# Pop up Fenster



## Anonymous (13 April 2004)

Hi, jedes mal, wenn ich mich ins Netz gehe, bekomme ich nach kürzer Zeit ein Popup Fenster, das ein neues Update (ist nicht klar für was?) ankündigt. Kann jemand mir einen Tip geben, wie ich das Problem beseitige.
Danke


----------



## Anonymous (13 April 2004)

*Popup*

Das ist der mißbrauchte Win- Nachrichtendienst.
Bei win XP über Systemsteuerunge/Computerverwaltung/Dienste
Bei "Nachrichtendienst" rechtsklick auf Eigenschaften und dann deaktivieren


----------



## Genesis (13 April 2004)

Mmmhhh. Sieht für mich *nicht* wie ein Nachrichtendienstfenster aus.

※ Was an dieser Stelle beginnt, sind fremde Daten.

//! Tagging pass
//!
//! Assigns a unique integer to every node. Children are stamped before their parent, so for simple
//! nodes a parent's tag is greater than the tags of all of its descendants. A `fix` node reserves one
//! tag per bound name before anything below it is tagged; those tags identify the recursive bindings
//! independently of the lambda bodies.
//!
//! Invoke [tag] to tag a whole program starting from zero.

use super::expr::*;

pub fn tag(expr: &Expr<()>) -> Expr<Tag> {
    let mut counter = 0;
    tag_with(expr, &mut counter)
}

/// Tag `expr` using `counter` as the next free tag. On return `counter` is one past the largest
/// tag handed out.
pub fn tag_with(expr: &Expr<()>, counter: &mut Tag) -> Expr<Tag> {
    fn next(counter: &mut Tag) -> Tag {
        let tag = *counter;
        *counter += 1;
        tag
    }

    fn lambda(lam: &Lambda<()>, counter: &mut Tag) -> Lambda<Tag> {
        Lambda::new(lam.vars.clone(), tag_with(&lam.body, counter))
    }

    match expr {
        Expr::Lit(lit, _) => Expr::Lit(*lit, next(counter)),
        Expr::Var(name, _) => Expr::Var(name.clone(), next(counter)),
        Expr::Cond(test, then, else_, _) => {
            let test = tag_with(test, counter);
            let then = tag_with(then, counter);
            let else_ = tag_with(else_, counter);
            Expr::Cond(
                Box::new(test),
                Box::new(then),
                Box::new(else_),
                next(counter),
            )
        }
        Expr::Abs(lam, _) => {
            let lam = lambda(lam, counter);
            Expr::Abs(lam, next(counter))
        }
        Expr::Set(name, value, _) => {
            let value = tag_with(value, counter);
            Expr::Set(name.clone(), Box::new(value), next(counter))
        }
        Expr::App(func, args, _) => {
            let func = tag_with(func, counter);
            let args = args.iter().map(|arg| tag_with(arg, counter)).collect();
            Expr::App(Box::new(func), args, next(counter))
        }
        Expr::Let(vars, bindings, body, _) => {
            let bindings = bindings.iter().map(|b| tag_with(b, counter)).collect();
            let body = tag_with(body, counter);
            Expr::Let(vars.clone(), bindings, Box::new(body), next(counter))
        }
        Expr::Letrec(vars, bindings, body, _) => {
            let bindings = bindings.iter().map(|b| tag_with(b, counter)).collect();
            let body = tag_with(body, counter);
            Expr::Letrec(vars.clone(), bindings, Box::new(body), next(counter))
        }
        Expr::Fix(names, _, lambdas, body, _) => {
            let tags = names.iter().map(|_| next(counter)).collect();
            let lambdas = lambdas.iter().map(|lam| lambda(lam, counter)).collect();
            let body = tag_with(body, counter);
            Expr::Fix(names.clone(), tags, lambdas, Box::new(body), next(counter))
        }
        Expr::Seq(exprs, _) => {
            let exprs = exprs.iter().map(|e| tag_with(e, counter)).collect();
            Expr::Seq(exprs, next(counter))
        }
    }
}
//! Statement splitting.
//!
//! Divides SQL text into individually executable statements on top-level
//! semicolons. Semicolons inside quoted text, dollar-quoted bodies and
//! comments do not end a statement.

use std::iter::Peekable;
use std::str::CharIndices;

/// Splits `sql` into trimmed statements, each keeping its terminating `;`.
///
/// Empty statements (stray semicolons, trailing whitespace) are dropped. An
/// unterminated quote or comment simply runs to the end of the text.
pub fn split_statements(sql: &str) -> Vec<String> {
    let mut statements = Vec::new();
    let mut chars = sql.char_indices().peekable();
    let mut start = 0;

    while let Some((idx, c)) = chars.next() {
        match c {
            '\'' | '"' | '`' => skip_quoted(&mut chars, c),
            '-' if next_is(&mut chars, '-') => skip_line_comment(&mut chars),
            '/' if next_is(&mut chars, '*') => {
                chars.next();
                skip_block_comment(&mut chars);
            }
            '$' => skip_dollar_quoted(sql, idx, &mut chars),
            ';' => {
                push_statement(&mut statements, &sql[start..idx + 1]);
                start = idx + 1;
            }
            _ => {}
        }
    }

    push_statement(&mut statements, &sql[start..]);
    statements
}

fn push_statement(statements: &mut Vec<String>, raw: &str) {
    let trimmed = raw.trim();
    if trimmed.trim_end_matches(';').trim().is_empty() {
        return;
    }
    statements.push(trimmed.to_string());
}

fn next_is(chars: &mut Peekable<CharIndices<'_>>, expected: char) -> bool {
    matches!(chars.peek(), Some(&(_, c)) if c == expected)
}

/// Skips to the closing `quote`. A doubled quote is an escaped quote and
/// does not close the literal.
fn skip_quoted(chars: &mut Peekable<CharIndices<'_>>, quote: char) {
    while let Some((_, c)) = chars.next() {
        if c == quote {
            if next_is(chars, quote) {
                chars.next();
                continue;
            }
            return;
        }
    }
}

fn skip_line_comment(chars: &mut Peekable<CharIndices<'_>>) {
    for (_, c) in chars.by_ref() {
        if c == '\n' {
            return;
        }
    }
}

fn skip_block_comment(chars: &mut Peekable<CharIndices<'_>>) {
    while let Some((_, c)) = chars.next() {
        if c == '*' && next_is(chars, '/') {
            chars.next();
            return;
        }
    }
}

/// Skips a PostgreSQL dollar-quoted body (`$$…$$` or `$tag$…$tag$`).
///
/// `$1`-style parameters and lone dollars are left alone.
fn skip_dollar_quoted(sql: &str, dollar_idx: usize, chars: &mut Peekable<CharIndices<'_>>) {
    let rest = &sql[dollar_idx + 1..];
    let Some(tag_len) = rest.find('$') else {
        return;
    };
    let tag = &rest[..tag_len];
    let tag_is_valid = tag
        .chars()
        .enumerate()
        .all(|(i, c)| c == '_' || c.is_alphabetic() || (i > 0 && c.is_ascii_digit()));
    if !tag_is_valid {
        return;
    }

    let delimiter = format!("${tag}$");
    let body_start = dollar_idx + delimiter.len();
    let end = sql[body_start..]
        .find(&delimiter)
        .map_or(sql.len(), |offset| body_start + offset + delimiter.len());

    while matches!(chars.peek(), Some(&(i, _)) if i < end) {
        chars.next();
    }
}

Welche Prozesse sind in dem Moment so aktiv?


----------



## Stalker2002 (14 April 2004)

*Re: Popup*



			
				Nebelmeister schrieb:
			
		

> Das ist der mißbrauchte Win- Nachrichtendienst.
> Bei win XP über Systemsteuerunge/Computerverwaltung/Dienste
> Bei "Nachrichtendienst" rechtsklick auf Eigenschaften und dann deaktivieren



100% kein Nachrichtendienst.
Windows ist zwar Bunt, der Nachrichtendienst ist aber Text-Only.
Ich würde empfehlen mal mit Spybot und/oder AdAware über den Rechner zu gehen. Was danach übrig ist, müsste höchstwahrscheinlich legitim sein. Es könnte ja die Auto-Update Funktion eines installierten Programmes sein, die das Fenster erst seit kurzem verursacht, weil eben erst seit kurzem ein Update verfügbar ist.

MfG
L.


----------



## Anonymous (14 April 2004)

*Update Fenster*

Ich habe es sowohl mit "Nachrichtendienst" als auch mit Spybot usw probiert. Das Problem bleibt. Ebenfalls habe ich die "Prozesse" beobachtet. Da ist mir auch nichts aufgefallen. Ich aber auch kein Profi.


----------



## Anonymous (14 April 2004)

Es war der verdammte GMX-Internet-Manager!
Ums verrecken habe ich heute gekämpft um das herauszufinden.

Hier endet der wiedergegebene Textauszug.